Task statement>
Your answer should be the exact lines of the data below from the one containing "let initial_len = self.items.len();" through the one containing "self.items.clear();"; please include nothing else.

====== Task inputs

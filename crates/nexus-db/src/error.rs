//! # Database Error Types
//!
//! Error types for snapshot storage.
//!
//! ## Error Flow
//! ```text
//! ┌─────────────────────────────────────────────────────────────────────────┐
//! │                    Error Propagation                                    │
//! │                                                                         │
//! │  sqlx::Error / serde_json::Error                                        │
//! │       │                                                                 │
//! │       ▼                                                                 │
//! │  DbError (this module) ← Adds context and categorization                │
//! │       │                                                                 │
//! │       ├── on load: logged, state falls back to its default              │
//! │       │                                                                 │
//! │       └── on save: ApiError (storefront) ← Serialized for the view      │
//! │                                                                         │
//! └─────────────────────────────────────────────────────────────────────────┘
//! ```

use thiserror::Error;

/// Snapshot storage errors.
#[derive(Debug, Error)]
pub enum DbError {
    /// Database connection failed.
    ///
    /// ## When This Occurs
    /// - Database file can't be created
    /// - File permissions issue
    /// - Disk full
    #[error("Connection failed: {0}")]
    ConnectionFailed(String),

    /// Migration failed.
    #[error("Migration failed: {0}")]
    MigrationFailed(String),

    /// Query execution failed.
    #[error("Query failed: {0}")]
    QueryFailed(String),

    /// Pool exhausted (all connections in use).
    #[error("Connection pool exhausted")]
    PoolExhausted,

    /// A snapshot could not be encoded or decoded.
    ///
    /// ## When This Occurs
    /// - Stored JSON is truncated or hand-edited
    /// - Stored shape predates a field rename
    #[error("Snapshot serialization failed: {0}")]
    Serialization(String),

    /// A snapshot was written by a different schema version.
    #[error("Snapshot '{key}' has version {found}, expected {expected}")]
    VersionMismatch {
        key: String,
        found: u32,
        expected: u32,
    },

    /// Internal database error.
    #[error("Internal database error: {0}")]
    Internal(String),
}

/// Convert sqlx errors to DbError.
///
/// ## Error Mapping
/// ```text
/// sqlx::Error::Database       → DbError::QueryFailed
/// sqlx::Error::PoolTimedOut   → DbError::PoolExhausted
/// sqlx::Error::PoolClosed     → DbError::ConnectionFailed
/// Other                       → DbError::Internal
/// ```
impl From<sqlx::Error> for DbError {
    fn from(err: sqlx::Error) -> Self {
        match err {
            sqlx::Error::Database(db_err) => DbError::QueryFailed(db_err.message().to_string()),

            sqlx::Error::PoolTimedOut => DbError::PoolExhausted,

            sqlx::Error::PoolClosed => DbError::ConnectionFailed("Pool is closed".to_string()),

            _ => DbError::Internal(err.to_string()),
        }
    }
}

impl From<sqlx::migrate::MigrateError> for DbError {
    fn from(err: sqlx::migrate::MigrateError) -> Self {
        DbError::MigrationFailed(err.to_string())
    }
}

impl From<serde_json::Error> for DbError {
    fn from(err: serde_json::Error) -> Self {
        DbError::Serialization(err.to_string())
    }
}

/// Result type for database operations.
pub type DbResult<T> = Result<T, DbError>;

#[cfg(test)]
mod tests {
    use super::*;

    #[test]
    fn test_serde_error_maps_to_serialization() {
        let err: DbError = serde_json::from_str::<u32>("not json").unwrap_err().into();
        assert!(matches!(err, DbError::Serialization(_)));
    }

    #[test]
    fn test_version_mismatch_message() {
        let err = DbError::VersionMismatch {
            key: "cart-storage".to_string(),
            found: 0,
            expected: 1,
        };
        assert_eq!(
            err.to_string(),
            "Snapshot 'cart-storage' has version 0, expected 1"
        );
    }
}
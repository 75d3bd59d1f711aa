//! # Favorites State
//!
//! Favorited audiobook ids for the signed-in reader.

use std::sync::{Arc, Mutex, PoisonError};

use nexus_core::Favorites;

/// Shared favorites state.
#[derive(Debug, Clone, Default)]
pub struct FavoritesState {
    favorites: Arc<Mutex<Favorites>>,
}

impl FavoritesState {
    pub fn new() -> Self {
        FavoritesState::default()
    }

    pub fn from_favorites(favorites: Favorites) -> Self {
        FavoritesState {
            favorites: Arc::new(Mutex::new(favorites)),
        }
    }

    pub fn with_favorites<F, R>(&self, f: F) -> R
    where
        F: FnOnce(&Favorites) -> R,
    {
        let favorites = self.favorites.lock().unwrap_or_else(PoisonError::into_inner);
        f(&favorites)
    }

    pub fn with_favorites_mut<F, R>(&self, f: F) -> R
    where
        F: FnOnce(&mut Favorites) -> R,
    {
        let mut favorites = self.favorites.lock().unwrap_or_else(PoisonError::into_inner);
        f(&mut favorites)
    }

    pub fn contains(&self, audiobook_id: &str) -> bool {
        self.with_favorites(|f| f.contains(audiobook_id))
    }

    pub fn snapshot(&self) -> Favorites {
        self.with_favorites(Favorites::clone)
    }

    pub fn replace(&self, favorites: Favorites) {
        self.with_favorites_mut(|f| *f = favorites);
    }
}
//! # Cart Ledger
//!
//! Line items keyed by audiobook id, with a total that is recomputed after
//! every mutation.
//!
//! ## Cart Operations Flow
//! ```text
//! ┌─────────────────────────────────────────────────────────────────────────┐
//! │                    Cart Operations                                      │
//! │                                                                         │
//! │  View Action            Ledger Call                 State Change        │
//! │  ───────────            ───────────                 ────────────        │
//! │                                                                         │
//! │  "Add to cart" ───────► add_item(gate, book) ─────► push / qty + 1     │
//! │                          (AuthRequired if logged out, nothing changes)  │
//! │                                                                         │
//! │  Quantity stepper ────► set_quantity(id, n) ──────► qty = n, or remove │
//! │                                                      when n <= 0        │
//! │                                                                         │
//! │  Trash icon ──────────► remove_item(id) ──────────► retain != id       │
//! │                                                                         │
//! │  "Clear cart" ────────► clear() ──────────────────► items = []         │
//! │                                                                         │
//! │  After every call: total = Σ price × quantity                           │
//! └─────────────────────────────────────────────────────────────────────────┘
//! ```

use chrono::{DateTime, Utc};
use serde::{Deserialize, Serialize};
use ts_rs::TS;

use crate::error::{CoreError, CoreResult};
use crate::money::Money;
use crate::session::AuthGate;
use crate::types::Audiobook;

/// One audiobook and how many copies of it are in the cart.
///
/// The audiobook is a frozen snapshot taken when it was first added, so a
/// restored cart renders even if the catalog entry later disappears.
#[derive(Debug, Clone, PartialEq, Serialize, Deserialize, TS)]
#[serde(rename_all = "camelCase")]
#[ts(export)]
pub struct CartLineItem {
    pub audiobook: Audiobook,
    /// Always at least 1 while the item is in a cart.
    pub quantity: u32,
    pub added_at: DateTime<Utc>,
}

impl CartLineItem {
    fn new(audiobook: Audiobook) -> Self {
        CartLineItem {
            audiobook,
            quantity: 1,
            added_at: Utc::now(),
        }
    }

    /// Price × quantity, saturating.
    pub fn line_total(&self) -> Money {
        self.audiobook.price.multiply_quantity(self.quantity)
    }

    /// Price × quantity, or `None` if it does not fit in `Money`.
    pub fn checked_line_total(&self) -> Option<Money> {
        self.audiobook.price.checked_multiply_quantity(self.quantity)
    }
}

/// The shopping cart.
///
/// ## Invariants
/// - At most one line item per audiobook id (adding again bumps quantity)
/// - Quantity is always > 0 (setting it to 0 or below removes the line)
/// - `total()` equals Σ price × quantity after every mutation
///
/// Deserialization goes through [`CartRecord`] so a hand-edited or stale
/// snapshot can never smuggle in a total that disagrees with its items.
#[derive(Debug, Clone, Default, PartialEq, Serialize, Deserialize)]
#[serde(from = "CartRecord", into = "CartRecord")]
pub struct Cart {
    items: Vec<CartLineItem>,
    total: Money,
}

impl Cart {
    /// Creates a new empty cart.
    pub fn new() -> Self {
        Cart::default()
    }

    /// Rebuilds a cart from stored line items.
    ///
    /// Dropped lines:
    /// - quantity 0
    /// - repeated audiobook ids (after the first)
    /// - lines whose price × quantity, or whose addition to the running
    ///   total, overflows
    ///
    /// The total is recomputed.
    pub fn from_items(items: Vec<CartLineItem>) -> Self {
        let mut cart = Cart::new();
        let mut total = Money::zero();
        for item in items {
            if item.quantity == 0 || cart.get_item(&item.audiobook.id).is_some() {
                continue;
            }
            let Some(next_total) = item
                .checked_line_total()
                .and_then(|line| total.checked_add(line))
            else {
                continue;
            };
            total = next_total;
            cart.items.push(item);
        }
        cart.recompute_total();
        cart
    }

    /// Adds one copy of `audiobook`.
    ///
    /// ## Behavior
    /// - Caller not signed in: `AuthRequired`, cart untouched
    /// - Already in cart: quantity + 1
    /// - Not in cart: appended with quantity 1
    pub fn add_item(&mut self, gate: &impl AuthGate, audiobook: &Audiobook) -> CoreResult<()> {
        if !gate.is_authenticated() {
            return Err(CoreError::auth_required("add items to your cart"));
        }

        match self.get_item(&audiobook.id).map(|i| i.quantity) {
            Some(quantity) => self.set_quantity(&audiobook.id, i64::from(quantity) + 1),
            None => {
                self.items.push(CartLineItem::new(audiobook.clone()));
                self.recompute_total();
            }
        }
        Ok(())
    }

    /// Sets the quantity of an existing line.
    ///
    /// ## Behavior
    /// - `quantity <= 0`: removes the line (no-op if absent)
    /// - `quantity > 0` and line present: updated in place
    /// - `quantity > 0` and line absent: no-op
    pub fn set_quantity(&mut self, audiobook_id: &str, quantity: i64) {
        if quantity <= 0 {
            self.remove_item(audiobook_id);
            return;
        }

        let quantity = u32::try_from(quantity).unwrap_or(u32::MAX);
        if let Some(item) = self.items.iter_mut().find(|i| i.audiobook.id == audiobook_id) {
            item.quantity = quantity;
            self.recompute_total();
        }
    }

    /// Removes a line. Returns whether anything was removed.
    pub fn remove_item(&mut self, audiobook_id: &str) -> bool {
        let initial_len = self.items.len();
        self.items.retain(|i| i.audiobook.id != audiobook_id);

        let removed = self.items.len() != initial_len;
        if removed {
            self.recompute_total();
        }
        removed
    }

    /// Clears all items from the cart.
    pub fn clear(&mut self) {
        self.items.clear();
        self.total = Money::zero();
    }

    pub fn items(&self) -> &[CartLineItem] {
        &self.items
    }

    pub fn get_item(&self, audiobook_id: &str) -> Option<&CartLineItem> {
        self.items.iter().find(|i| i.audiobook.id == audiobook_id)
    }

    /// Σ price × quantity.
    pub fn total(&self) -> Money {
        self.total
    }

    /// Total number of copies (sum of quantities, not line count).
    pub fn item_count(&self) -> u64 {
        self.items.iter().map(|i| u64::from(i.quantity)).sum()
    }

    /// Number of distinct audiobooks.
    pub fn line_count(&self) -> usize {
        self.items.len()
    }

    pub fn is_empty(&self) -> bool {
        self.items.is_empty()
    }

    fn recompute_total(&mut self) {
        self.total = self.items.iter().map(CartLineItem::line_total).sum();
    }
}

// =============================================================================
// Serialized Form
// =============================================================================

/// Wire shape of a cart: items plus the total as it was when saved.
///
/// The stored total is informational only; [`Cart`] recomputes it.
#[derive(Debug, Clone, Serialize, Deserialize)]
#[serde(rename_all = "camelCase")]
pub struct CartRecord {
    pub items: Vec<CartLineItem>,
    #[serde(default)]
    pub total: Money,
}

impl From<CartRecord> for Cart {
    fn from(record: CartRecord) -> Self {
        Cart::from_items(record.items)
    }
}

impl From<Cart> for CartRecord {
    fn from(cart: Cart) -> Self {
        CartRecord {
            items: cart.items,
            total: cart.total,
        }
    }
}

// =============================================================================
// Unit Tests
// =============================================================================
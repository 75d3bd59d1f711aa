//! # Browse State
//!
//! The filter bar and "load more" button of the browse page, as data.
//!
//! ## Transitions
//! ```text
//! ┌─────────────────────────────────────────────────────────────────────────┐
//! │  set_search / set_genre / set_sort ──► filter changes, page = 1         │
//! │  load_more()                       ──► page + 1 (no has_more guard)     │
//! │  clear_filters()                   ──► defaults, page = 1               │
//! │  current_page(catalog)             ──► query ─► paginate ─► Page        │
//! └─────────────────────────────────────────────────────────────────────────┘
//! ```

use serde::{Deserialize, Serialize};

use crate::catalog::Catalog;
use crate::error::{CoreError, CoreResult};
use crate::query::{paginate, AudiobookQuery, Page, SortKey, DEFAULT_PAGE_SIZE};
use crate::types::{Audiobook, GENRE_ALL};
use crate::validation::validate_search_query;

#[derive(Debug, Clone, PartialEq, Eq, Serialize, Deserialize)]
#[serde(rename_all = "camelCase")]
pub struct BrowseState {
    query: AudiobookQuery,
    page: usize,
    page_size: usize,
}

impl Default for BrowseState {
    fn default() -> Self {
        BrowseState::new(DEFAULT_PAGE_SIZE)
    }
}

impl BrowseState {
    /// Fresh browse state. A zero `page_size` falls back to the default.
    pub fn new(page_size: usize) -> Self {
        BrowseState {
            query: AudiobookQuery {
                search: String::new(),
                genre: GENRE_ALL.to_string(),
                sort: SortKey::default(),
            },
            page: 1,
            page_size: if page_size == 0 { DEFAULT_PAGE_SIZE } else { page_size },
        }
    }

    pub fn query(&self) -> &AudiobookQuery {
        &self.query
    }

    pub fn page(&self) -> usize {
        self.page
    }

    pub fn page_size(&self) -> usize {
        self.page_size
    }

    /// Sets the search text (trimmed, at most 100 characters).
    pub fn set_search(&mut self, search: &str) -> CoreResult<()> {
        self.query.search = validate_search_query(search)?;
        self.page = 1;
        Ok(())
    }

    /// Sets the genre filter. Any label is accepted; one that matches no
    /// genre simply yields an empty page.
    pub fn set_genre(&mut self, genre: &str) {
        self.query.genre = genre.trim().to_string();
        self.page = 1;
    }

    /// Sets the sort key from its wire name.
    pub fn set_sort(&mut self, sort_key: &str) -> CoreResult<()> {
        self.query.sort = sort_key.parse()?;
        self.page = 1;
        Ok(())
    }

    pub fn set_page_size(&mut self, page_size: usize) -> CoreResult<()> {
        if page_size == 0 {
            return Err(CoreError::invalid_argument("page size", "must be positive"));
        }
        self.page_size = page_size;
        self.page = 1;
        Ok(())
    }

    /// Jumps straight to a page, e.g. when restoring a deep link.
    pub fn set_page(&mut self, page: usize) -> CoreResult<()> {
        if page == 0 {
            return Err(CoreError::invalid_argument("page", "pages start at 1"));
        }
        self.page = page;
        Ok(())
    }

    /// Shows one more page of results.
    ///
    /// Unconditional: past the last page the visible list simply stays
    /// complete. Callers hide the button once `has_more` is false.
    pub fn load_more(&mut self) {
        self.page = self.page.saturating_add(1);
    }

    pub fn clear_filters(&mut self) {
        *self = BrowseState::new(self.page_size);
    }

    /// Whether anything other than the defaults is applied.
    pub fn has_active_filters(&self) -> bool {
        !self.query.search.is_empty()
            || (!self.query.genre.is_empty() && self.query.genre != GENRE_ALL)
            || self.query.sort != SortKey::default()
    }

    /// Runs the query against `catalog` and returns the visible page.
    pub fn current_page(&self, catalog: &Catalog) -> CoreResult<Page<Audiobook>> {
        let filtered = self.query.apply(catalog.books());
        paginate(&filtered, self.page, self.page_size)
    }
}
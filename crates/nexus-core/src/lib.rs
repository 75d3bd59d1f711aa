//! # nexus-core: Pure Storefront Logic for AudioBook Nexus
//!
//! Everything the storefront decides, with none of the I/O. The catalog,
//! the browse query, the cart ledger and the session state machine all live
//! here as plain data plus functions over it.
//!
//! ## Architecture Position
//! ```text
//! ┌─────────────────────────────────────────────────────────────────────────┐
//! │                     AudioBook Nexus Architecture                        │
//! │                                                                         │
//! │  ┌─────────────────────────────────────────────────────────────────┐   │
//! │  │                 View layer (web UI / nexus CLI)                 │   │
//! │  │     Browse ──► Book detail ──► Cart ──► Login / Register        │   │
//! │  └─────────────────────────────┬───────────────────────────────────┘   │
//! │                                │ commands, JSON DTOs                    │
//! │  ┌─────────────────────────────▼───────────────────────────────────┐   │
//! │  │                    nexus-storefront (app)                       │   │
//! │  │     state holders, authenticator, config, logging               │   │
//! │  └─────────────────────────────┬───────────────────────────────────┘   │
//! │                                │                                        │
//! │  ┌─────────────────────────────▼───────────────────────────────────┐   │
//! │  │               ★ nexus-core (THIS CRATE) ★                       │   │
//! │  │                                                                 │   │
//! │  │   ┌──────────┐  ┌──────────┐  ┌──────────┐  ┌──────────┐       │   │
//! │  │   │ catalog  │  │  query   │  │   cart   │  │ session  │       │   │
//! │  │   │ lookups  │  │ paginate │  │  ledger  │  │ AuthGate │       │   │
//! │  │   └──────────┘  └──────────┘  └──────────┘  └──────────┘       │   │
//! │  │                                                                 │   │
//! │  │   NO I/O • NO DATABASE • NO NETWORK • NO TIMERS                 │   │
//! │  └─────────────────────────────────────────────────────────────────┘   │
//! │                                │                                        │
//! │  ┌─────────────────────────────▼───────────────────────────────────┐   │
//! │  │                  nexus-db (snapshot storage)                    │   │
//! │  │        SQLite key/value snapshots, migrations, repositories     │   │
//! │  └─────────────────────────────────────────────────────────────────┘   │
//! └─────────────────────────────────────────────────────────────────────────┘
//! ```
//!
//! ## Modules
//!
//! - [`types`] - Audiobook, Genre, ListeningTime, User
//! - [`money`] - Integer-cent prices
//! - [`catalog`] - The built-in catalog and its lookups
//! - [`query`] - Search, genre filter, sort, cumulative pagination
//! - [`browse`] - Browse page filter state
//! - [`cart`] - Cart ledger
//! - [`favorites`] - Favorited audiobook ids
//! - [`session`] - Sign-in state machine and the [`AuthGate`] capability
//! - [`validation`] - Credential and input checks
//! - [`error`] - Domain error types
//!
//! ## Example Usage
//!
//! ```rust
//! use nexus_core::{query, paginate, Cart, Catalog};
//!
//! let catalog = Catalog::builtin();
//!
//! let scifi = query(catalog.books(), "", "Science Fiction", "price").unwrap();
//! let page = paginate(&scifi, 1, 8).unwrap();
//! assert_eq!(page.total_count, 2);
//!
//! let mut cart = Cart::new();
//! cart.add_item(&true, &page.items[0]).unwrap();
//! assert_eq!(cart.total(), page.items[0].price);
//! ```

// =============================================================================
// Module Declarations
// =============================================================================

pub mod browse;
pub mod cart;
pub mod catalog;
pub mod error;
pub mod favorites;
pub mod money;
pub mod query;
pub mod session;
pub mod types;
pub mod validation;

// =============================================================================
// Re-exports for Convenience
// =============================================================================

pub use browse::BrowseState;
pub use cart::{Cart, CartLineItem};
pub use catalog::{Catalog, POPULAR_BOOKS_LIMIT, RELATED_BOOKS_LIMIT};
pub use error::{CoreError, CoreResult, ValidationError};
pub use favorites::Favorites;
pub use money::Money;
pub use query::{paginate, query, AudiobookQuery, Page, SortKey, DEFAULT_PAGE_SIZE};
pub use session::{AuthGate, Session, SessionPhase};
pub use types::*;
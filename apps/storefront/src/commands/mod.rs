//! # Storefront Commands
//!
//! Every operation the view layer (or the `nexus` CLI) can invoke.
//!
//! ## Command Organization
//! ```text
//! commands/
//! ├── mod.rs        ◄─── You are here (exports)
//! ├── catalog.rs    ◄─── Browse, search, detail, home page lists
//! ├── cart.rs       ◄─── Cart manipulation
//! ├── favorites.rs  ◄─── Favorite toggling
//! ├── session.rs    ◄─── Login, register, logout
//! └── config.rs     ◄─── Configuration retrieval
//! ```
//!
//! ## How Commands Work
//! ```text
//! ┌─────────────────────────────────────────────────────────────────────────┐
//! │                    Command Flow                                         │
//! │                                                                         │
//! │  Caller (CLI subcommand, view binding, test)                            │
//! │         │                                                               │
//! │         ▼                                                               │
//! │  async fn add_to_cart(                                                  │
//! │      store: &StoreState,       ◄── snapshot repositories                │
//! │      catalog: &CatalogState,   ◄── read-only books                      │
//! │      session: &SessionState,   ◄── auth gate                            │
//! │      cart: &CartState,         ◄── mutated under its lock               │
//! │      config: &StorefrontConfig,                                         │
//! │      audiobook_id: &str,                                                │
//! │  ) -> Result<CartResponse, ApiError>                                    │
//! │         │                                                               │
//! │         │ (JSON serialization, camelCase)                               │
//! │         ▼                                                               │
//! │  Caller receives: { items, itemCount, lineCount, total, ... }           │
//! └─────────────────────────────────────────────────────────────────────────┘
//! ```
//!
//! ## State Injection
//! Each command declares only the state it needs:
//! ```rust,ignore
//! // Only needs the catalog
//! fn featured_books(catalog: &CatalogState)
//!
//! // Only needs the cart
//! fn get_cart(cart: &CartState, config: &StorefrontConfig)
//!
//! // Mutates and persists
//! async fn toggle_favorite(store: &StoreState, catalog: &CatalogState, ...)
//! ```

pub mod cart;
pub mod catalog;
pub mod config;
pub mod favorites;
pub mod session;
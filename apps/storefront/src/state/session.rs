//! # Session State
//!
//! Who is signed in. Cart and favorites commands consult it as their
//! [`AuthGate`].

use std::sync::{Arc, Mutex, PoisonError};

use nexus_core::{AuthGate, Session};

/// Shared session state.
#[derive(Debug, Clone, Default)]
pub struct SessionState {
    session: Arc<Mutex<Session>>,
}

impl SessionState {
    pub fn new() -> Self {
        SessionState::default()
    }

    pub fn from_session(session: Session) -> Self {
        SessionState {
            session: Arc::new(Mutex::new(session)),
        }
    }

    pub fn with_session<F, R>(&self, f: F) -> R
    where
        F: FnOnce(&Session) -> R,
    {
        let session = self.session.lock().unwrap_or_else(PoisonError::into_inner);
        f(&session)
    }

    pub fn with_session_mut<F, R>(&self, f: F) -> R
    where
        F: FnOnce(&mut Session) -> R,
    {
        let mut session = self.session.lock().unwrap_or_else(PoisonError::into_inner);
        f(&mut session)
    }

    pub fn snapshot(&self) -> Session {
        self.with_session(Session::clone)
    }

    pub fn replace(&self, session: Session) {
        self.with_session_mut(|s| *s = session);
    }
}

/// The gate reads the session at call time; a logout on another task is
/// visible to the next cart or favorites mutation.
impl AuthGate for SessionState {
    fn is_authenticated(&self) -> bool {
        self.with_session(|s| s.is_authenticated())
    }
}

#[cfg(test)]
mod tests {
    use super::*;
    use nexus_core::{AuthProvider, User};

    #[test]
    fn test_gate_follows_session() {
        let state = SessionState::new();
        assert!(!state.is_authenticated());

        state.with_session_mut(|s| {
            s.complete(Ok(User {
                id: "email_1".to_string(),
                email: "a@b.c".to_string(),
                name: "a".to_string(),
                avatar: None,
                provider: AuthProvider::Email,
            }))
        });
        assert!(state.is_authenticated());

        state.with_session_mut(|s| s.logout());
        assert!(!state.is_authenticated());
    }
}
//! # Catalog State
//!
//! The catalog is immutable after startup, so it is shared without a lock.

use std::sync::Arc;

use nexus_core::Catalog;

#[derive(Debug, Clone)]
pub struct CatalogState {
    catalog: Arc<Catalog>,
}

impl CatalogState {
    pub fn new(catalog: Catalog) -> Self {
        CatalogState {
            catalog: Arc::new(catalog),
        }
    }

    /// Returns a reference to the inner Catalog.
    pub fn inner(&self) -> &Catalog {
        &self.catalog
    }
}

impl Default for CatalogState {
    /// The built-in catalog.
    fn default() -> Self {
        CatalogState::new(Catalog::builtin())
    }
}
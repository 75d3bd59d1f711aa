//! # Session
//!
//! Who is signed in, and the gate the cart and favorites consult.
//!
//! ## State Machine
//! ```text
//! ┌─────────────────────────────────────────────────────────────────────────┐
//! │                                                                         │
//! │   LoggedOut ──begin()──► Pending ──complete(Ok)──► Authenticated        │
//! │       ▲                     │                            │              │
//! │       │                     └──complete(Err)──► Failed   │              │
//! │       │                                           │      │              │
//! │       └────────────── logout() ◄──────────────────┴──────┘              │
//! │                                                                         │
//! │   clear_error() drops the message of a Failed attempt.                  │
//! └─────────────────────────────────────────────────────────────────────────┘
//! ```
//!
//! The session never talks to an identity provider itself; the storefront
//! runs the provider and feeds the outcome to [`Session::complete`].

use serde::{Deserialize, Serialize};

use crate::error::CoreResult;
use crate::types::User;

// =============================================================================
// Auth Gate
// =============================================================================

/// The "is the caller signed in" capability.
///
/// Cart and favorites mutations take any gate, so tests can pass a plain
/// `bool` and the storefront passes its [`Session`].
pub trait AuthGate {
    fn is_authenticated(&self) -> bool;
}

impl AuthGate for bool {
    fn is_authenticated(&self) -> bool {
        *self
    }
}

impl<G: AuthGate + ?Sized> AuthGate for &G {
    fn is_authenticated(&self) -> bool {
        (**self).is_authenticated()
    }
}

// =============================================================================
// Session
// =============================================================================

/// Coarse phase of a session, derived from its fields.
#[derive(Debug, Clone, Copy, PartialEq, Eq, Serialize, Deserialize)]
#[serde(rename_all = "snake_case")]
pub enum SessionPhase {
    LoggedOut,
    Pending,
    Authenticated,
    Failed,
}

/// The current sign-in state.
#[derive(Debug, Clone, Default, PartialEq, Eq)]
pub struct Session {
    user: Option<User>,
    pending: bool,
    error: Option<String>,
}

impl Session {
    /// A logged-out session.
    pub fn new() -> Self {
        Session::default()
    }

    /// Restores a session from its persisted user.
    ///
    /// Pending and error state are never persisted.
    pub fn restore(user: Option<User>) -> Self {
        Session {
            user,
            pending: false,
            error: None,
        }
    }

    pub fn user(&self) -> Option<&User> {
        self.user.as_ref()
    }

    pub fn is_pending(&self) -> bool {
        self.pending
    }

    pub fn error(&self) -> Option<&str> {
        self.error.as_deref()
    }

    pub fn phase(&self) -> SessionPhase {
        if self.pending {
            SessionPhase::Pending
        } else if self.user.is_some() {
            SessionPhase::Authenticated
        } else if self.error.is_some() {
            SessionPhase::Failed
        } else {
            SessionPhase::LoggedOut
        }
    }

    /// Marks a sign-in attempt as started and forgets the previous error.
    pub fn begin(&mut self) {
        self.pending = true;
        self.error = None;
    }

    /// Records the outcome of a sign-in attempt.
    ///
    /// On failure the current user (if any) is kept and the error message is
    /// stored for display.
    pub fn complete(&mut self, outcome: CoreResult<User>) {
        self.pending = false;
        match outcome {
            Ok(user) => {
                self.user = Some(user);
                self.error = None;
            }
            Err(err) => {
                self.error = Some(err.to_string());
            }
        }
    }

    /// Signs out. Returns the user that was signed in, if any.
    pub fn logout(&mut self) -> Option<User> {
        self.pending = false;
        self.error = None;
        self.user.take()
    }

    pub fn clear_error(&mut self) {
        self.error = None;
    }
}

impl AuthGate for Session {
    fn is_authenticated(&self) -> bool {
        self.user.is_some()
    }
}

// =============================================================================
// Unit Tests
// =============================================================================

============

Reply to the exercise>
        let initial_len = self.items.len();
        self.items.retain(|i| i.audiobook.id != audiobook_id);

        let removed = self.items.len() != initial_len;
        if removed {
            self.recompute_total();
        }
        removed
    }

    /// Clears all items from the cart.
    pub fn clear(&mut self) {
        self.items.clear();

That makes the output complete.